Records from a data collection:
//! API Routes
//!
//! HTTP endpoints consumed by the browser front end:
//! - `/api/research` - Start, inspect, clear, save, and delete research
//! - `/api/settings` - Display preferences
//! - `/api/health` - Health checks

pub mod health;
pub mod research;

use crate::models::AppState;
use crate::settings;
use axum::http::{HeaderValue, Method};
use axum::Router;
use tower_http::cors::{Any, CorsLayer};
use tower_http::trace::TraceLayer;
use tracing::{info, warn};

/// Create the main application router
pub fn create_router(state: AppState) -> Router {
    info!("Creating application router");

    let cors = cors_layer(&state.config.server.cors_allowed_origins);

    Router::new()
        .merge(research::router(state.clone()))
        .merge(settings::router(state.clone()))
        .merge(health::router(state))
        .layer(cors)
        .layer(TraceLayer::new_for_http())
}

fn cors_layer(origins: &[String]) -> CorsLayer {
    let layer = CorsLayer::new()
        .allow_methods([Method::GET, Method::POST, Method::PUT, Method::DELETE])
        .allow_headers(Any);

    if origins.iter().any(|o| o == "*") {
        return layer.allow_origin(Any);
    }

    let allowed: Vec<HeaderValue> = origins
        .iter()
        .filter_map(|o| match o.parse::<HeaderValue>() {
            Ok(value) => Some(value),
            Err(_) => {
                warn!(origin = %o, "Ignoring invalid CORS origin");
                None
            }
        })
        .collect();
    layer.allow_origin(allowed)
}
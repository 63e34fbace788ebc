//! Drafting Agent
//!
//! Runs the drafting step sequence, then composes an answer from the
//! top-ranked source snippets. Pure string composition; it cannot fail
//! except by cancellation.

use super::steps::simulate_steps;
use crate::models::Source;
use crate::types::ResearchResult;
use std::time::Duration;
use tokio_util::sync::CancellationToken;
use tracing::info;

pub const DRAFTING_STEPS: [&str; 6] = [
    "Analyzing research findings",
    "Identifying key information",
    "Organizing content structure",
    "Drafting comprehensive answer",
    "Validating answer against sources",
    "Finalizing response",
];

/// Number of sources whose snippets make up the answer body.
pub const TOP_SOURCE_COUNT: usize = 3;

/// Stands in for the lead source title when there are no sources.
pub const NO_SOURCE_PLACEHOLDER: &str = "the most relevant findings";

#[derive(Debug, Clone)]
pub struct Draft {
    pub answer: String,
    pub thoughts: String,
}

pub struct DraftingAgent;

impl DraftingAgent {
    pub async fn draft<F>(
        query: &str,
        sources: &[Source],
        step_delay: Duration,
        cancel: &CancellationToken,
        on_step: F,
    ) -> ResearchResult<Draft>
    where
        F: FnMut(&str, f64) + Send,
    {
        simulate_steps(&DRAFTING_STEPS, step_delay, cancel, on_step).await?;

        let draft = Self::compose(query, sources);
        info!(answer_len = draft.answer.len(), "Drafting phase complete");
        Ok(draft)
    }

    /// Sources ordered by descending relevance. Ties keep their input order.
    pub fn rank(sources: &[Source]) -> Vec<&Source> {
        let mut ranked: Vec<&Source> = sources.iter().collect();
        ranked.sort_by(|a, b| b.relevance_score.total_cmp(&a.relevance_score));
        ranked
    }

    pub fn compose(query: &str, sources: &[Source]) -> Draft {
        let ranked = Self::rank(sources);

        let material = ranked
            .iter()
            .take(TOP_SOURCE_COUNT)
            .map(|s| s.snippet.as_str())
            .collect::<Vec<_>>()
            .join(" ");

        let lead = ranked
            .first()
            .map(|s| s.title.as_str())
            .filter(|t| !t.is_empty())
            .unwrap_or(NO_SOURCE_PLACEHOLDER);

        let count = sources.len();
        let answer = format!(
            "Based on comprehensive research, here's what I found about \"{query}\":\n\n\
             {material}\n\n\
             This information was compiled from {count} reliable sources, with particular emphasis on {lead}.\n\n\
             Additional context and details are available in the full research results."
        );

        let topic = query.split(' ').take(3).collect::<Vec<_>>().join(" ");
        let thoughts = format!(
            "I've analyzed the {count} sources provided by the research agent.\n\
             The query \"{query}\" appears to be asking about {topic}...\n\
             I've prioritized information from the most relevant sources.\n\
             The answer includes key definitions and explanations.\n\
             I've maintained factual accuracy while making the response readable and coherent."
        );

        Draft { answer, thoughts }
    }
}
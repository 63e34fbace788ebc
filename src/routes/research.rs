use crate::models::{
    AppState, HistoryEntry, StartResearchRequest, StartResearchResponse, StoreSnapshot,
};
use crate::types::AppResult;
use axum::{
    extract::{Path, State},
    http::StatusCode,
    routing::{delete, get, post},
    Json, Router,
};
use tracing::info;

pub fn router(state: AppState) -> Router {
    Router::new()
        .route("/api/research", post(start_research))
        .route("/api/research/current", get(current).delete(clear_current))
        .route("/api/research/history", get(history))
        .route("/api/research/history/{id}", delete(delete_entry))
        .route("/api/research/history/{id}/save", post(save_entry))
        .with_state(state)
}

async fn start_research(
    State(state): State<AppState>,
    Json(request): Json<StartResearchRequest>,
) -> AppResult<(StatusCode, Json<StartResearchResponse>)> {
    let ticket = state.service.spawn(&request.query)?;
    info!(session_id = %ticket.session_id, "Research request accepted");

    let status = state
        .service
        .snapshot()
        .current
        .filter(|c| c.id == ticket.session_id)
        .map(|c| c.status)
        .unwrap_or_default();

    Ok((
        StatusCode::ACCEPTED,
        Json(StartResearchResponse {
            id: ticket.session_id,
            status,
        }),
    ))
}

async fn current(State(state): State<AppState>) -> Json<StoreSnapshot> {
    Json(state.service.snapshot())
}

async fn clear_current(State(state): State<AppState>) -> Json<StoreSnapshot> {
    Json(state.service.clear())
}

async fn history(State(state): State<AppState>) -> Json<Vec<HistoryEntry>> {
    Json(state.service.store().history())
}

async fn delete_entry(
    State(state): State<AppState>,
    Path(id): Path<String>,
) -> AppResult<Json<HistoryEntry>> {
    Ok(Json(state.service.delete(&id).await?))
}

async fn save_entry(
    State(state): State<AppState>,
    Path(id): Path<String>,
) -> AppResult<Json<serde_json::Value>> {
    let path = state.service.save(&id).await?;
    Ok(Json(serde_json::json!({
        "id": id,
        "saved": true,
        "path": path.display().to_string(),
    })))
}
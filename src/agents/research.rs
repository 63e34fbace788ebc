//! Research Agent
//!
//! Runs the research step sequence, then one search through the gateway.
//! The narrative it returns is a fixed template, not the output of any
//! analysis.

use super::steps::simulate_steps;
use crate::models::Source;
use crate::search::SearchGateway;
use crate::types::ResearchResult;
use std::time::Duration;
use tokio_util::sync::CancellationToken;
use tracing::{error, info};

pub const RESEARCH_STEPS: [&str; 7] = [
    "Analyzing query intent",
    "Planning research strategy",
    "Searching for relevant information",
    "Evaluating source credibility",
    "Extracting key findings",
    "Organizing research results",
    "Preparing data for drafting agent",
];

#[derive(Debug, Clone)]
pub struct ResearchOutcome {
    pub sources: Vec<Source>,
    pub thoughts: String,
}

pub struct ResearchAgent;

impl ResearchAgent {
    pub async fn conduct<F>(
        gateway: &dyn SearchGateway,
        query: &str,
        step_delay: Duration,
        cancel: &CancellationToken,
        on_step: F,
    ) -> ResearchResult<ResearchOutcome>
    where
        F: FnMut(&str, f64) + Send,
    {
        simulate_steps(&RESEARCH_STEPS, step_delay, cancel, on_step).await?;

        let sources = match gateway.search(query, cancel).await {
            Ok(sources) => sources,
            Err(e) => {
                if !e.is_cancelled() {
                    error!(error = %e, provider = gateway.name(), "Research search failed");
                }
                return Err(e);
            }
        };

        info!(source_count = sources.len(), "Research phase complete");
        let thoughts = Self::thoughts(query, sources.len());
        Ok(ResearchOutcome { sources, thoughts })
    }

    fn thoughts(query: &str, source_count: usize) -> String {
        format!(
            "I've analyzed the query \"{query}\" and identified the key information needs.\n\
             Found {source_count} relevant sources with information about this topic.\n\
             The sources have been ranked by relevance and credibility.\n\
             Sources cover various aspects of the query including definitions, examples, and practical applications.\n\
             Ready to pass this information to the drafting agent for synthesis."
        )
    }
}
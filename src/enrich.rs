//! Derived content generation.
//!
//! Post-processes rendered HTML and raw bodies into the derived artifacts a
//! post carries: reading time, URL-safe heading IDs, the table of contents
//! and the related-posts ranking. All of it is deterministic given identical
//! input.

use crate::content::Post;
use regex::Regex;
use rustc_hash::{FxHashMap, FxHashSet};
use std::sync::LazyLock;

/// Words-per-minute divisor for the reading time estimate
const WORDS_PER_MINUTE: usize = 200;

/// Maximum number of related posts kept per post
pub const RELATED_LIMIT: usize = 3;

static RE_HEADING: LazyLock<Regex> =
    LazyLock::new(|| Regex::new(r"(?s)<h([1-6])>(.*?)</h[1-6]>").unwrap());

static RE_HEADING_WITH_ID: LazyLock<Regex> =
    LazyLock::new(|| Regex::new(r#"(?s)<h([2-4]) id="([^"]+)"[^>]*>(.*?)</h[1-6]>"#).unwrap());

static RE_TAG: LazyLock<Regex> = LazyLock::new(|| Regex::new(r"<[^>]+>").unwrap());

// ============================================================================
// Reading Time
// ============================================================================

/// Estimate reading time in minutes: whitespace-delimited word count divided
/// by 200, rounded up, minimum 1.
pub fn reading_time(body: &str) -> u32 {
    let words = body.split_whitespace().count();
    words.div_ceil(WORDS_PER_MINUTE).max(1) as u32
}

// ============================================================================
// Heading IDs
// ============================================================================

/// Convert text to a URL-safe identifier: lowercased, non-alphanumeric runs
/// collapsed to single hyphens, trimmed.
pub fn slugify(text: &str) -> String {
    let mut out = String::with_capacity(text.len());
    let mut pending_hyphen = false;

    for c in text.trim().chars() {
        if c.is_alphanumeric() {
            if pending_hyphen && !out.is_empty() {
                out.push('-');
            }
            pending_hyphen = false;
            out.extend(c.to_lowercase());
        } else {
            pending_hyphen = true;
        }
    }

    out
}

/// Give every heading element an `id` attribute derived from its text.
///
/// Colliding IDs within one document get `-2`, `-3`, … suffixes in
/// first-seen order.
pub fn assign_heading_ids(html: &str) -> String {
    let mut seen: FxHashMap<String, usize> = FxHashMap::default();

    RE_HEADING
        .replace_all(html, |caps: &regex::Captures| {
            let level = &caps[1];
            let inner = &caps[2];

            let text = RE_TAG.replace_all(inner, "");
            let mut id = slugify(&text);
            if id.is_empty() {
                id = "section".into();
            }

            let count = seen.entry(id.clone()).or_insert(0);
            *count += 1;
            if *count > 1 {
                id = format!("{id}-{count}");
            }

            format!(r#"<h{level} id="{id}">{inner}</h{level}>"#)
        })
        .into_owned()
}

// ============================================================================
// Table of Contents
// ============================================================================

/// Build a TOC fragment from headings of level 2–4 that carry an id, in
/// document order. Nesting is shown by indentation proportional to
/// `(level - 2)`. Returns an empty string when no qualifying heading exists.
pub fn table_of_contents(html: &str) -> String {
    let mut items = String::new();

    for caps in RE_HEADING_WITH_ID.captures_iter(html) {
        let level: u32 = caps[1].parse().unwrap_or(2);
        let id = &caps[2];
        let text = RE_TAG.replace_all(&caps[3], "");
        let indent = level.saturating_sub(2);

        items.push_str(&format!(
            "<li class=\"toc-item\" style=\"margin-left:{indent}em\"><a href=\"#{id}\">{}</a></li>\n",
            text.trim()
        ));
    }

    if items.is_empty() {
        return String::new();
    }

    format!("<nav class=\"toc\"><ul>\n{items}</ul></nav>")
}

// ============================================================================
// Related Posts
// ============================================================================

/// Rank every other non-draft, non-special post by the number of distinct
/// tags shared with `current`. Strictly positive scores only; stable sort
/// descending (ties keep input order); truncated to [`RELATED_LIMIT`].
pub fn related_posts<'a>(current: &Post, all: &'a [Post]) -> Vec<&'a Post> {
    let own_tags: FxHashSet<&str> = current.tags.iter().map(String::as_str).collect();

    let mut scored: Vec<(usize, &Post)> = all
        .iter()
        .filter(|p| !p.draft && !p.is_special() && p.slug != current.slug)
        .filter_map(|p| {
            let shared: FxHashSet<&str> = p
                .tags
                .iter()
                .map(String::as_str)
                .filter(|t| own_tags.contains(t))
                .collect();
            (!shared.is_empty()).then_some((shared.len(), p))
        })
        .collect();

    // sort_by_key is stable: ties keep input order
    scored.sort_by_key(|(score, _)| std::cmp::Reverse(*score));
    scored.truncate(RELATED_LIMIT);
    scored.into_iter().map(|(_, p)| p).collect()
}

• _ASSIGNMENT_
The lines to return begin at the first line of the records and end at the line holding "pub mod health;"; please return them exactly, including both, and nothing beyond.

• _RESPONSE FOR THIS EXERCISE_
//! API Routes
//!
//! HTTP endpoints consumed by the browser front end:
//! - `/api/research` - Start, inspect, clear, save, and delete research
//! - `/api/settings` - Display preferences
//! - `/api/health` - Health checks

pub mod health;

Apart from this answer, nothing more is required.